Referring to Scott's ad, White House spokesman Andrew Bates said it "only cements that congressional Republicans are targeting Medicare. Repealing the AARP-backed Inflation Reduction Act, as Scott's now calling for, would impose the biggest cut to Medicare benefits in decades."

"Every time Rick Scott opens his mouth, he proves the president's point. The man who got rich overseeing the biggest Medicare fraud in history is protesting too much -- again," Bates added.

Potential 2024 challenger in DeSantis

Scott is not Biden's only rival in the state. DeSantis, a potential 2024 presidential contender, has been a fierce critic of the Biden administration, especially over immigration policy.

The relationship between the two men perhaps hit its lowest point in September of last year, when DeSantis orchestrated two flights carrying migrants from San Antonio, Texas, to Martha's Vineyard, Massachusetts.

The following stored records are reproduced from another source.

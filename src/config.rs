use std::net::SocketAddr;
use std::path::PathBuf;

use anyhow::{Context, Result};

pub const DEFAULT_DATA_DIR: &str = "data/leagues";
pub const DEFAULT_BIND: &str = "127.0.0.1:8000";
pub const DEFAULT_MAX_UPLOAD_BYTES: usize = 10 * 1024 * 1024;
const MIN_UPLOAD_BYTES: usize = 1024;

#[derive(Debug, Clone, PartialEq, Eq)]
pub struct AppConfig {
    pub data_dir: PathBuf,
    pub bind: SocketAddr,
    pub max_upload_bytes: usize,
}

impl AppConfig {
    pub fn from_env() -> Result<Self> {
        let _ = dotenvy::from_filename(".env.local");
        let _ = dotenvy::from_filename(".env");
        Self::from_lookup(|key| std::env::var(key).ok())
    }

    pub fn from_lookup<F>(lookup: F) -> Result<Self>
    where
        F: Fn(&str) -> Option<String>,
    {
        let get = |key: &str| {
            lookup(key)
                .map(|val| val.trim().to_string())
                .filter(|val| !val.is_empty())
        };

        let data_dir = get("H2H_DATA_DIR")
            .map(PathBuf::from)
            .unwrap_or_else(|| PathBuf::from(DEFAULT_DATA_DIR));
        let bind_raw = get("H2H_BIND").unwrap_or_else(|| DEFAULT_BIND.to_string());
        let bind = bind_raw
            .parse::<SocketAddr>()
            .with_context(|| format!("invalid H2H_BIND address '{bind_raw}'"))?;
        let max_upload_bytes = get("H2H_MAX_UPLOAD_BYTES")
            .and_then(|val| val.parse::<usize>().ok())
            .unwrap_or(DEFAULT_MAX_UPLOAD_BYTES)
            .max(MIN_UPLOAD_BYTES);

        Ok(Self {
            data_dir,
            bind,
            max_upload_bytes,
        })
    }
}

Biden accused DeSantis of "playing politics with human beings," while DeSantis contended the stunt had worked in getting the White House's attention on the border crisis.

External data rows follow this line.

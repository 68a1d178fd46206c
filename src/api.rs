use std::sync::Arc;

use anyhow::anyhow;
use axum::extract::rejection::{JsonRejection, QueryRejection};
use axum::extract::{DefaultBodyLimit, Multipart, Path, Query, State};
use axum::http::StatusCode;
use axum::response::{IntoResponse, Response};
use axum::routing::{get, post};
use axum::{Json, Router};
use serde::Deserialize;
use serde_json::json;
use tower_http::cors::CorsLayer;
use tower_http::trace::TraceLayer;
use tracing::{error, info};

use crate::error::StoreError;
use crate::h2h;
use crate::models::{H2HAnalysis, League, Team};
use crate::store::Storage;

const UPLOAD_FIELD: &str = "file";

#[derive(Debug)]
pub struct ApiError {
    status: StatusCode,
    detail: String,
}

impl ApiError {
    fn new(status: StatusCode, detail: impl Into<String>) -> Self {
        Self {
            status,
            detail: detail.into(),
        }
    }

    fn bad_request(detail: impl Into<String>) -> Self {
        Self::new(StatusCode::BAD_REQUEST, detail)
    }
}

impl From<StoreError> for ApiError {
    fn from(err: StoreError) -> Self {
        match err {
            StoreError::NotFound(msg) => Self::new(StatusCode::NOT_FOUND, msg),
            StoreError::InvalidInput(msg) => Self::new(StatusCode::BAD_REQUEST, msg),
            StoreError::Unexpected(err) => {
                error!("unexpected store failure: {err:#}");
                Self::new(
                    StatusCode::INTERNAL_SERVER_ERROR,
                    format!("internal error: {err:#}"),
                )
            }
        }
    }
}

impl From<JsonRejection> for ApiError {
    fn from(rejection: JsonRejection) -> Self {
        Self::new(rejection.status(), rejection.body_text())
    }
}

impl From<QueryRejection> for ApiError {
    fn from(rejection: QueryRejection) -> Self {
        Self::new(rejection.status(), rejection.body_text())
    }
}

impl IntoResponse for ApiError {
    fn into_response(self) -> Response {
        (self.status, Json(json!({ "detail": self.detail }))).into_response()
    }
}

pub fn build_router<S: Storage>(store: Arc<S>, max_upload_bytes: usize) -> Router {
    Router::new()
        .route("/", get(root))
        .route("/leagues", get(get_leagues::<S>))
        .route("/league", post(post_league::<S>))
        .route("/league/:league_id/teams", get(get_teams::<S>))
        .route("/league/:league_id/upload-team", post(upload_team::<S>))
        .route("/league/:league_id/h2h", get(get_h2h::<S>))
        .layer(DefaultBodyLimit::max(max_upload_bytes))
        .layer(CorsLayer::permissive())
        .layer(TraceLayer::new_for_http())
        .with_state(store)
}

async fn run_blocking<T, F>(job: F) -> Result<T, ApiError>
where
    F: FnOnce() -> Result<T, StoreError> + Send + 'static,
    T: Send + 'static,
{
    let out = tokio::task::spawn_blocking(job)
        .await
        .map_err(|err| StoreError::Unexpected(anyhow!("store task failed: {err}")))?;
    Ok(out?)
}

async fn root() -> Json<serde_json::Value> {
    Json(json!({
        "message": "H2H Predictor API running",
        "status": "online",
    }))
}

async fn get_leagues<S: Storage>(
    State(store): State<Arc<S>>,
) -> Result<Json<Vec<League>>, ApiError> {
    let leagues = run_blocking(move || store.list_leagues()).await?;
    Ok(Json(leagues))
}

#[derive(Debug, Deserialize)]
pub struct LeagueCreate {
    pub name: String,
}

async fn post_league<S: Storage>(
    State(store): State<Arc<S>>,
    payload: Result<Json<LeagueCreate>, JsonRejection>,
) -> Result<Json<League>, ApiError> {
    let Json(payload) = payload?;
    let league = run_blocking(move || store.create_league(&payload.name)).await?;
    Ok(Json(league))
}

async fn get_teams<S: Storage>(
    State(store): State<Arc<S>>,
    Path(league_id): Path<String>,
) -> Result<Json<Vec<Team>>, ApiError> {
    let teams = run_blocking(move || store.list_teams(&league_id)).await?;
    // An absent league and an empty one answer the same way.
    if teams.is_empty() {
        return Err(ApiError::new(
            StatusCode::NOT_FOUND,
            "league not found or has no teams",
        ));
    }
    Ok(Json(teams))
}

async fn upload_team<S: Storage>(
    State(store): State<Arc<S>>,
    Path(league_id): Path<String>,
    mut multipart: Multipart,
) -> Result<Json<Team>, ApiError> {
    let mut upload = None;
    while let Some(field) = multipart
        .next_field()
        .await
        .map_err(|err| ApiError::new(err.status(), format!("invalid upload: {err}")))?
    {
        if field.name() != Some(UPLOAD_FIELD) {
            continue;
        }
        let file_name = field
            .file_name()
            .map(str::to_string)
            .ok_or_else(|| ApiError::bad_request("upload has no file name"))?;
        let content = field
            .bytes()
            .await
            .map_err(|err| ApiError::new(err.status(), format!("invalid upload: {err}")))?;
        upload = Some((file_name, content));
        break;
    }
    let (file_name, content) =
        upload.ok_or_else(|| ApiError::bad_request("missing multipart field 'file'"))?;

    let team = run_blocking(move || store.save_team_csv(&league_id, &file_name, &content)).await?;
    info!(team_id = %team.team_id, "team uploaded");
    Ok(Json(team))
}

#[derive(Debug, Deserialize)]
pub struct H2hParams {
    pub home: Option<String>,
    pub away: Option<String>,
}

fn required_param(value: Option<String>, name: &str) -> Result<String, ApiError> {
    value.ok_or_else(|| ApiError::bad_request(format!("missing query parameter '{name}'")))
}

async fn get_h2h<S: Storage>(
    State(store): State<Arc<S>>,
    Path(league_id): Path<String>,
    params: Result<Query<H2hParams>, QueryRejection>,
) -> Result<Json<H2HAnalysis>, ApiError> {
    let Query(params) = params?;
    let home = required_param(params.home, "home")?;
    let away = required_param(params.away, "away")?;
    let analysis = run_blocking(move || {
        h2h::analyze_h2h(store.as_ref(), &league_id, &home, &away)
    })
    .await?;
    Ok(Json(analysis))
}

As Biden touches down in Tampa, Florida, lawmakers meeting in the state Capitol are considering an expansion of the migrant transport program that would give DeSantis more power to move recent asylum seekers from border states to Democratic-leaning jurisdictions.

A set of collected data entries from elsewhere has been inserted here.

use std::collections::BTreeMap;

use serde::ser::SerializeStruct;
use serde::{Deserialize, Serialize, Serializer};

#[derive(Debug, Clone, PartialEq, Eq, Serialize, Deserialize)]
pub struct League {
    pub league_id: String,
    pub name: String,
}

#[derive(Debug, Clone, PartialEq, Eq, Serialize, Deserialize)]
pub struct Team {
    pub team_id: String,
    pub name: String,
}

// Semantic fields stay `None` until a prediction engine fills them in.
#[derive(Debug, Clone, PartialEq, Serialize)]
pub struct TeamStats {
    pub team_id: String,
    pub name: String,
    pub raw_columns: BTreeMap<String, f64>,
    pub win_prob: Option<f64>,
    pub draw_prob: Option<f64>,
    pub loss_prob: Option<f64>,
    pub avg_goals_for: Option<f64>,
    pub avg_goals_against: Option<f64>,
    pub over_15_prob: Option<f64>,
    pub over_25_prob: Option<f64>,
    pub btts_prob: Option<f64>,
}

impl TeamStats {
    pub fn unscored(team_id: String, name: String, raw_columns: BTreeMap<String, f64>) -> Self {
        Self {
            team_id,
            name,
            raw_columns,
            win_prob: None,
            draw_prob: None,
            loss_prob: None,
            avg_goals_for: None,
            avg_goals_against: None,
            over_15_prob: None,
            over_25_prob: None,
            btts_prob: None,
        }
    }
}

pub const PENDING_BEST_BET: &str = "EM_ANALISE";

const PENDING_COMMENT: &str = "Basic engine active. The prediction engine is a placeholder; \
configure it later to produce picks (1, X1, X, X2, 2, goal trends, etc.).";

#[derive(Debug, Clone, PartialEq, Eq)]
pub enum Prediction {
    Pending { comment: String },
}

impl Prediction {
    pub fn pending() -> Self {
        Prediction::Pending {
            comment: PENDING_COMMENT.to_string(),
        }
    }

    pub fn best_bet(&self) -> &str {
        match self {
            Prediction::Pending { .. } => PENDING_BEST_BET,
        }
    }

    pub fn comment(&self) -> &str {
        match self {
            Prediction::Pending { comment } => comment,
        }
    }
}

impl Serialize for Prediction {
    fn serialize<S: Serializer>(&self, serializer: S) -> Result<S::Ok, S::Error> {
        let mut out = serializer.serialize_struct("Prediction", 2)?;
        out.serialize_field("best_bet", self.best_bet())?;
        out.serialize_field("comment", self.comment())?;
        out.end()
    }
}

#[derive(Debug, Clone, PartialEq, Serialize)]
pub struct H2HAnalysis {
    pub league_id: String,
    pub home: TeamStats,
    pub away: TeamStats,
    pub prediction: Prediction,
}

The move, expected to pass this week in a special session, is intended to lift legal hurdles that have stalled the program in the months after the initial planes took off, potentially setting off another showdown between DeSantis and Biden over immigration.

DeSantis' monumental victory in his November reelection -- a 19-point shellacking of Democrat Charlie Crist, who Biden campaigned for in the final days of the race -- further energized conservatives who want to see the Republican Party nominate Florida's governor to take on the incumbent Democratic president in 2024.

His victory also left Democrats in Florida utterly devastated and fearing the national party will decide to leave the Sunshine State off the electoral map in two years and instead focus resources on protecting Biden's wins in other key Midwest and Southwest battlegrounds.

"I am hopeful that by coming to Tampa he is telling the country that Democrats are not writing off Florida and that the performance of his administration over the last two years can ensure the benefits in Florida," said former Tampa Mayor Bob Buckhorn, a Democrat. "But yes, we have some structural issues we have to deal with."

Those structural issues include a massive shift in voter registration patterns. When Biden was on the ticket for the first time in Florida as Barack Obama's running mate, Democrats saw a historic wave of new voters and the party outnumbered registered Republicans by nearly 700,000. By the time he ran for president in 2020, the Democratic advantage was under 100,000 voters.

Now, Republicans outnumber Democrats here by nearly 400,000.

Meanwhile, the Florida Democratic Party is leaderless after the abrupt resignation of former Miami Mayor Manny Diaz as party chair, and it has struggled to raise money in a state that is notoriously expensive and complicated to campaign because of its vast, multilingual media markets.

It won't help the case of Florida Democrats that Biden lost the Sunshine State to Trump in 2020 despite a $100 million injection by former New York Mayor Michael Bloomberg. But forgoing the state's 30 electoral college votes is a tough way for Democrats to start in 2024.

"It can be a game changer in a presidential cycle," Buckhorn said. "Yes, it's expensive. Yes, it's complicated and we have ground to make up. But it's ground that we used to own."